Wahai teman-teman mahasiswa. Saya ingin mengajak teman-teman untuk menjadi pahlawan itu. Siapa lagi kalau bukan kita? Yang saya maksud pahlawan disini bukanlah seperti Diponegoro, atau pahlawan nasional lainnya, tetapi lebih kepada hakikat kepahlawanan itu sendiri. Pahlawan disini adalah seseorang ikut berpartisipasi dalam proyek perbaikan bangsa. Kemudian seseorang itu berafiliasi pada komunitas yang memliki semangat ingin mengubah bangsa kearah yang lebih baik, hal ini merupakan keniscayaan, kalau seseorang itu benar-benar ingin berkontribusi nyata, karena begitu kompleksnya masalah bangsa ini. Sehingga barulah seseorang tadi akan punya kontribusi nyata bagi bangsa ini.

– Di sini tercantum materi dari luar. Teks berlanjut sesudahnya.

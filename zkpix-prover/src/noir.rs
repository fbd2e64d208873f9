//! Backend that shells out to `nargo` (witness execution) and `bb`
//! (UltraHonk proving and verification).
//!
//! Each run writes a uniquely named `Prover_<id>.toml` into the circuit
//! directory, asks nargo for a uniquely named witness, and lets bb write
//! its proof into a scratch directory, so concurrent runs never share files.
//! Child processes are killed when the calling future is dropped, which is
//! how the gateway's deadline reaches them.

use std::{
    io::Write,
    path::{Path, PathBuf},
    process::{Output, Stdio},
};

use async_trait::async_trait;
use tokio::{process::Command, sync::OnceCell};
use tracing::{debug, info};
use uuid::Uuid;
use zkpix_common::{Bytes32, FlowDirection, ProofBundle};

use crate::{
    backend::{ProofOutput, ProvingBackend},
    error::ProverError,
    manifest::{read_manifest, CircuitManifest},
    witness::WitnessInput,
};

pub const DEFAULT_NARGO_BIN: &str = "nargo";
pub const DEFAULT_BB_BIN: &str = "bb";
pub const INBOUND_PACKAGE: &str = "zkpix_inbound";
pub const OUTBOUND_PACKAGE: &str = "zkpix_outbound";

/// A compiled Noir package: `dir/Nargo.toml` and `dir/target/<package>.json`.
#[derive(Clone, Debug, PartialEq, Eq)]
pub struct NoirCircuit {
    pub dir: PathBuf,
    pub package: String,
}

impl NoirCircuit {
    pub fn new(dir: impl Into<PathBuf>, package: impl Into<String>) -> Self {
        Self {
            dir: dir.into(),
            package: package.into(),
        }
    }

    pub fn target_dir(&self) -> PathBuf {
        self.dir.join("target")
    }

    pub fn artifact_path(&self) -> PathBuf {
        self.target_dir().join(format!("{}.json", self.package))
    }
}

#[derive(Clone, Debug)]
pub struct NoirCliConfig {
    pub nargo_bin: PathBuf,
    pub bb_bin: PathBuf,
    pub inbound: NoirCircuit,
    pub outbound: NoirCircuit,
    /// Refuse to run circuits whose compiled artifact is not pinned here.
    pub manifest: Option<CircuitManifest>,
}

impl NoirCliConfig {
    pub fn new(inbound_dir: impl Into<PathBuf>, outbound_dir: impl Into<PathBuf>) -> Self {
        Self {
            nargo_bin: PathBuf::from(DEFAULT_NARGO_BIN),
            bb_bin: PathBuf::from(DEFAULT_BB_BIN),
            inbound: NoirCircuit::new(inbound_dir, INBOUND_PACKAGE),
            outbound: NoirCircuit::new(outbound_dir, OUTBOUND_PACKAGE),
            manifest: None,
        }
    }

    pub fn with_binaries(mut self, nargo: impl Into<PathBuf>, bb: impl Into<PathBuf>) -> Self {
        self.nargo_bin = nargo.into();
        self.bb_bin = bb.into();
        self
    }

    pub fn with_manifest_file(mut self, path: impl AsRef<Path>) -> Result<Self, ProverError> {
        self.manifest = Some(read_manifest(path)?);
        Ok(self)
    }

    pub fn circuit(&self, direction: FlowDirection) -> &NoirCircuit {
        match direction {
            FlowDirection::Inbound => &self.inbound,
            FlowDirection::Outbound => &self.outbound,
        }
    }
}

pub struct NoirCliBackend {
    config: NoirCliConfig,
    inbound_vk: OnceCell<PathBuf>,
    outbound_vk: OnceCell<PathBuf>,
}

impl NoirCliBackend {
    pub fn new(config: NoirCliConfig) -> Self {
        Self {
            config,
            inbound_vk: OnceCell::new(),
            outbound_vk: OnceCell::new(),
        }
    }

    pub fn config(&self) -> &NoirCliConfig {
        &self.config
    }

    /// Read the compiled circuit, refusing it when it does not match the manifest.
    async fn checked_artifact(&self, direction: FlowDirection) -> Result<PathBuf, ProverError> {
        let circuit = self.config.circuit(direction);
        let path = circuit.artifact_path();
        let bytes = tokio::fs::read(&path).await.map_err(|e| {
            ProverError::Backend(format!(
                "missing compiled circuit {}: {e}",
                path.display()
            ))
        })?;
        if let Some(manifest) = &self.config.manifest {
            manifest
                .artifact(direction)
                .ensure_matches(&bytes, direction.as_str())?;
        }
        Ok(path)
    }

    async fn verification_key(&self, direction: FlowDirection) -> Result<PathBuf, ProverError> {
        let cell = match direction {
            FlowDirection::Inbound => &self.inbound_vk,
            FlowDirection::Outbound => &self.outbound_vk,
        };
        cell.get_or_try_init(|| async {
            let artifact = self.checked_artifact(direction).await?;
            let out_dir = self.config.circuit(direction).target_dir();
            let mut cmd = Command::new(&self.config.bb_bin);
            cmd.arg("write_vk")
                .arg("-b")
                .arg(&artifact)
                .arg("-o")
                .arg(&out_dir);
            run_checked(cmd, "bb write_vk").await?;
            info!(%direction, "verification key written");
            Ok::<_, ProverError>(out_dir.join("vk"))
        })
        .await
        .cloned()
    }
}

#[async_trait]
impl ProvingBackend for NoirCliBackend {
    fn name(&self) -> &'static str {
        "noir-cli"
    }

    async fn prove(&self, witness: &WitnessInput) -> Result<ProofOutput, ProverError> {
        let direction = witness.direction;
        let circuit = self.config.circuit(direction);
        let artifact = self.checked_artifact(direction).await?;
        let run_id = Uuid::new_v4().simple().to_string();

        let mut prover_file = tempfile::Builder::new()
            .prefix(&format!("Prover_{run_id}"))
            .suffix(".toml")
            .rand_bytes(0)
            .tempfile_in(&circuit.dir)?;
        prover_file.write_all(witness.to_prover_toml().as_bytes())?;
        prover_file.flush()?;
        let prover_name = format!("Prover_{run_id}");

        let witness_name = format!("witness_{run_id}");
        let witness_path = tempfile::TempPath::from_path(
            circuit.target_dir().join(format!("{witness_name}.gz")),
        );

        let mut execute = Command::new(&self.config.nargo_bin);
        execute
            .arg("execute")
            .arg("--program-dir")
            .arg(&circuit.dir)
            .arg("--prover-name")
            .arg(&prover_name)
            .arg(&witness_name);
        run_checked(execute, "nargo execute").await?;
        debug!(%direction, %run_id, "witness generated");

        let out_dir = tempfile::tempdir()?;
        let mut prove = Command::new(&self.config.bb_bin);
        prove
            .arg("prove")
            .arg("-b")
            .arg(&artifact)
            .arg("-w")
            .arg(&*witness_path)
            .arg("-o")
            .arg(out_dir.path());
        run_checked(prove, "bb prove").await?;

        let proof = tokio::fs::read(out_dir.path().join("proof")).await?;
        let public_bytes = tokio::fs::read(out_dir.path().join("public_inputs")).await?;
        let public_inputs = split_fields(&public_bytes)?;
        info!(
            %direction,
            %run_id,
            proof_len = proof.len(),
            public_inputs = public_inputs.len(),
            "proof generated"
        );
        Ok(ProofOutput {
            proof,
            public_inputs,
        })
    }

    async fn verify(&self, bundle: &ProofBundle) -> Result<bool, ProverError> {
        let vk = self.verification_key(bundle.direction).await?;
        let scratch = tempfile::tempdir()?;
        let proof_path = scratch.path().join("proof");
        let inputs_path = scratch.path().join("public_inputs");
        tokio::fs::write(&proof_path, &bundle.proof).await?;
        tokio::fs::write(&inputs_path, bundle.public_inputs.concat()).await?;

        let mut cmd = Command::new(&self.config.bb_bin);
        cmd.arg("verify")
            .arg("-k")
            .arg(&vk)
            .arg("-p")
            .arg(&proof_path)
            .arg("-i")
            .arg(&inputs_path);
        let output = run(cmd, "bb verify").await?;
        if !output.status.success() {
            debug!(status = %output.status, "bb verify rejected proof");
        }
        Ok(output.status.success())
    }
}

/// bb writes public inputs as concatenated 32-byte big-endian field elements.
fn split_fields(bytes: &[u8]) -> Result<Vec<Bytes32>, ProverError> {
    if bytes.len() % 32 != 0 {
        return Err(ProverError::Backend(format!(
            "public inputs file is {} bytes, not a multiple of 32",
            bytes.len()
        )));
    }
    Ok(bytes
        .chunks_exact(32)
        .map(|chunk| {
            let mut field = [0u8; 32];
            field.copy_from_slice(chunk);
            field
        })
        .collect())
}

async fn run(mut cmd: Command, label: &'static str) -> Result<Output, ProverError> {
    cmd.stdin(Stdio::null()).kill_on_drop(true);
    cmd.output()
        .await
        .map_err(|e| ProverError::Backend(format!("failed to start {label}: {e}")))
}

async fn run_checked(cmd: Command, label: &'static str) -> Result<Output, ProverError> {
    let output = run(cmd, label).await?;
    if output.status.success() {
        return Ok(output);
    }
    // Tool output can echo witness values, so it stays at debug level.
    debug!(
        label,
        stderr = %String::from_utf8_lossy(&output.stderr),
        "external prover step failed"
    );
    Err(ProverError::Backend(format!(
        "{label} exited with {}",
        output.status
    )))
}
//! zkpix-finality
//!
//! Packages an intent id, proof and public inputs into the escrow's
//! finalize call and waits for inclusion.

pub mod calldata;
pub mod error;
pub mod submitter;

pub use calldata::{encode_finality_call, entry_point, selector};
pub use error::FinalityError;
pub use submitter::{EvmFinalityConfig, EvmFinalitySubmitter, FinalitySubmitter};
use thiserror::Error;

#[derive(Debug, Error)]
pub enum ProverError {
    #[error("witness field {field} must be {expected} bytes, got {actual}")]
    WitnessShape {
        field: &'static str,
        expected: usize,
        actual: usize,
    },

    #[error("witness field {field} is required for {direction} proofs")]
    MissingWitness {
        field: &'static str,
        direction: &'static str,
    },

    #[error("witness field {field} is not part of {direction} proofs")]
    UnexpectedWitness {
        field: &'static str,
        direction: &'static str,
    },

    #[error("proving backend failed: {0}")]
    Backend(String),

    #[error("proof generation exceeded {seconds}s")]
    Timeout { seconds: u64 },

    #[error("backend returned {actual} public inputs that differ from the expected {expected}")]
    PublicInputMismatch { expected: usize, actual: usize },

    #[error("proof failed local verification")]
    VerificationFailed,

    #[error("circuit artifact check failed: {0}")]
    Manifest(String),

    #[error("prover io error: {0}")]
    Io(String),
}

impl From<std::io::Error> for ProverError {
    fn from(err: std::io::Error) -> Self {
        ProverError::Io(err.to_string())
    }
}
//! Circuit witness layout.
//!
//! Every entry has a fixed byte width mandated by the circuits. Entries are
//! kept as plain byte vectors so a malformed shape is reported instead of
//! being impossible to construct.

use zkpix_common::{
    bytes_to_fields,
    codec::{u64_be, HASH_LEN, U64_LEN},
    signature::COMPACT_SIGNATURE_LEN,
    Bytes32, Commitment, EncodedIntent, FlowDirection, RecoverableSignature, SignerPublicKey,
};

use crate::error::ProverError;

/// Values known only to the prover.
#[derive(Clone, PartialEq, Eq)]
pub struct PrivateWitness {
    /// `r ‖ s`, recovery byte stripped.
    pub signature: Vec<u8>,
    pub recipient_hash: Vec<u8>,
    pub amount: Vec<u8>,
    pub txid_hash: Vec<u8>,
    pub nonce: Vec<u8>,
    /// Outbound only.
    pub sender_hash: Option<Vec<u8>>,
}

impl std::fmt::Debug for PrivateWitness {
    fn fmt(&self, f: &mut std::fmt::Formatter<'_>) -> std::fmt::Result {
        f.write_str("PrivateWitness(<redacted>)")
    }
}

/// Values revealed to the verifier, in circuit order.
#[derive(Clone, Debug, PartialEq, Eq)]
pub struct PublicWitness {
    pub payload_hash: Vec<u8>,
    pub signer_x: Vec<u8>,
    pub signer_y: Vec<u8>,
    /// Outbound only.
    pub recipient_hash: Option<Vec<u8>>,
}

#[derive(Clone, Debug, PartialEq, Eq)]
pub struct WitnessInput {
    pub direction: FlowDirection,
    pub private: PrivateWitness,
    pub public: PublicWitness,
}

/// One named circuit argument.
#[derive(Clone, Copy, Debug, PartialEq, Eq)]
pub struct WitnessEntry<'a> {
    pub name: &'static str,
    pub bytes: &'a [u8],
    pub public: bool,
}

fn private<'a>(name: &'static str, bytes: &'a [u8]) -> WitnessEntry<'a> {
    WitnessEntry {
        name,
        bytes,
        public: false,
    }
}

fn public<'a>(name: &'static str, bytes: &'a [u8]) -> WitnessEntry<'a> {
    WitnessEntry {
        name,
        bytes,
        public: true,
    }
}

impl WitnessInput {
    /// Assemble the witness for a settled, signed intent.
    pub fn from_attestation(
        direction: FlowDirection,
        commitment: &Commitment,
        intent: &EncodedIntent,
        signature: &RecoverableSignature,
        signer: &SignerPublicKey,
    ) -> Result<Self, ProverError> {
        let component = |index: usize, field: &'static str| {
            commitment
                .components
                .get(index)
                .cloned()
                .ok_or(ProverError::MissingWitness {
                    field,
                    direction: direction.as_str(),
                })
        };
        let recipient_hash = component(0, "recipient_hash")?;
        let txid_hash = component(1, "txid_hash")?;
        let amount = component(2, "amount")?;
        let sender_hash = match direction {
            FlowDirection::Inbound => None,
            FlowDirection::Outbound => Some(component(3, "sender_hash")?),
        };
        let public_recipient = match direction {
            FlowDirection::Inbound => None,
            FlowDirection::Outbound => Some(recipient_hash.clone()),
        };

        let witness = Self {
            direction,
            private: PrivateWitness {
                signature: signature.compact().to_vec(),
                recipient_hash,
                amount,
                txid_hash,
                nonce: u64_be(intent.nonce).to_vec(),
                sender_hash,
            },
            public: PublicWitness {
                payload_hash: commitment.payload_hash.to_vec(),
                signer_x: signer.x.to_vec(),
                signer_y: signer.y.to_vec(),
                recipient_hash: public_recipient,
            },
        };
        witness.validate()?;
        Ok(witness)
    }

    /// Check every entry against its circuit-mandated width and the
    /// entries required by the direction.
    pub fn validate(&self) -> Result<(), ProverError> {
        let direction = self.direction.as_str();
        let outbound = self.direction == FlowDirection::Outbound;

        check_len("signature", &self.private.signature, COMPACT_SIGNATURE_LEN)?;
        check_len("recipient_hash", &self.private.recipient_hash, HASH_LEN)?;
        check_len("amount", &self.private.amount, U64_LEN)?;
        check_len("txid_hash", &self.private.txid_hash, HASH_LEN)?;
        check_len("nonce", &self.private.nonce, U64_LEN)?;
        check_len("payload_hash", &self.public.payload_hash, HASH_LEN)?;
        check_len("signer_x", &self.public.signer_x, HASH_LEN)?;
        check_len("signer_y", &self.public.signer_y, HASH_LEN)?;

        for (field, value) in [
            ("sender_hash", &self.private.sender_hash),
            ("public_recipient_hash", &self.public.recipient_hash),
        ] {
            match (value, outbound) {
                (Some(bytes), true) => check_len(field, bytes, HASH_LEN)?,
                (None, true) => return Err(ProverError::MissingWitness { field, direction }),
                (Some(_), false) => {
                    return Err(ProverError::UnexpectedWitness { field, direction })
                }
                (None, false) => {}
            }
        }
        Ok(())
    }

    /// Named circuit arguments, private first, in declaration order.
    pub fn entries(&self) -> Vec<WitnessEntry<'_>> {
        let mut entries = vec![
            private("signature", &self.private.signature),
            private("chave_bytes", &self.private.recipient_hash),
            private("amount_bytes", &self.private.amount),
            private("txid_bytes", &self.private.txid_hash),
            private("nonce_bytes", &self.private.nonce),
        ];
        if let Some(sender) = &self.private.sender_hash {
            entries.push(private("sender_chave_bytes", sender));
        }
        entries.push(public("payload_hash", &self.public.payload_hash));
        entries.push(public("signing_sender_x", &self.public.signer_x));
        entries.push(public("signing_sender_y", &self.public.signer_y));
        if let Some(recipient) = &self.public.recipient_hash {
            entries.push(public("recipient_bytes", recipient));
        }
        entries
    }

    /// Public-input vector the verifier will see: one field element per public byte.
    pub fn public_inputs(&self) -> Vec<Bytes32> {
        self.entries()
            .into_iter()
            .filter(|entry| entry.public)
            .flat_map(|entry| bytes_to_fields(entry.bytes))
            .collect()
    }

    /// Render as a Noir `Prover.toml`.
    pub fn to_prover_toml(&self) -> String {
        let mut out = String::new();
        for entry in self.entries() {
            let values: Vec<String> = entry.bytes.iter().map(|b| b.to_string()).collect();
            out.push_str(entry.name);
            out.push_str(" = [");
            out.push_str(&values.join(", "));
            out.push_str("]\n");
        }
        out
    }
}

fn check_len(field: &'static str, bytes: &[u8], expected: usize) -> Result<(), ProverError> {
    if bytes.len() == expected {
        Ok(())
    } else {
        Err(ProverError::WitnessShape {
            field,
            expected,
            actual: bytes.len(),
        })
    }
}
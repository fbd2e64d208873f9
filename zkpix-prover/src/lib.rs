//! zkpix-prover
//!
//! Witness layout for the inbound and outbound attestation circuits and the
//! gateway in front of an external proving system.

pub mod backend;
pub mod error;
pub mod gateway;
pub mod manifest;
pub mod noir;
pub mod witness;

pub use backend::{ProofOutput, ProvingBackend};
pub use error::ProverError;
pub use gateway::ProverGateway;
pub use manifest::{ArtifactFile, CircuitManifest};
pub use noir::{NoirCircuit, NoirCliBackend, NoirCliConfig};
pub use witness::{PrivateWitness, PublicWitness, WitnessInput};
#[derive(Debug, Error)]
pub enum PipelineError {
    #[error(transparent)]
    Encoding(#[from] CodecError),

    #[error(transparent)]
    Signature(#[from] SignatureError),

    #[error("inbound intents must carry a signature")]
    SignatureRequired,

    #[error("intent was already processed by an earlier run")]
    AlreadyClaimed,

    #[error("claim ledger error: {0}")]
    Ledger(StoreError),

    /// What the user claimed about a received payment is not what the rail saw.
    #[error("{field} does not match the payment observed on the rail")]
    ClaimMismatch { field: &'static str },

    #[error(transparent)]
    Rail(#[from] RailError),

    #[error("rail settled {observed} but the intent is for {expected}")]
    SettledAmountMismatch { expected: u64, observed: u64 },

    #[error("rail reported settlement without an amount; the intent is for {expected}")]
    SettledAmountUnreported { expected: u64 },

    #[error(transparent)]
    Prover(#[from] ProverError),

    #[error(transparent)]
    Finality(#[from] FinalityError),
}

impl From<StoreError> for PipelineError {
    fn from(err: StoreError) -> Self {
        match err {
            StoreError::AlreadyClaimed => Self::AlreadyClaimed,
            other => Self::Ledger(other),
        }
    }
}

/// How the off-chain leg of an intent happens.
#[derive(Clone, Debug)]
pub enum RailLeg {
    /// The node pays the recipient. `None` is only accepted when the pipeline
    /// allows node-signed inbound intents.
    Send {
        signature: Option<RecoverableSignature>,
    },
    /// The counterparty has paid the node; the rail knows it by `end_to_end_id`.
    Observe {
        end_to_end_id: String,
        sender_key: String,
    },
}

Wahai teman-teman mahasiswa. Cobalah perhatikan kondisi sekitar kita. Anak umur 11 tahun terkena gizi buruk, keluarganya tidak sanggup membawanya kedokter, antrean pembelian gas yang sangat panjang, harga BBM melonjak naik, kemiskinan, mahalnya biaya pendidikan, konflik internal partai yang seharusnya membawa amanah rakyat, anggota DPR yang korupsi, sampai kasus ahmadiah yang meresahkan. Cobalah sadari posisi kita. Kita adalah pemuda, yang akan menggantikan generasi tua di Indonesia. Kita adalah pemuda , yang sepuluh orang saja dari kita-kata soekarno- bias mengubah Negara. Kita adalah pemuda, yang memiliki semangat dan konsisensi idealisme yang tinggi. Kita adalah mahasiswa, yang memiliki strata pendidikan tertinggi dlam masyarakat kita. Dan lebih dari itu semua, kita adalah makhluk Allah, yang diberikan tugas untuk senantiasa melakukan perbaikan dan mengelola dunia. Dan pada akhirnya cobalah renungi-kemudian lakukan- apa yang bisa kita lakukan untuk bangsa kita.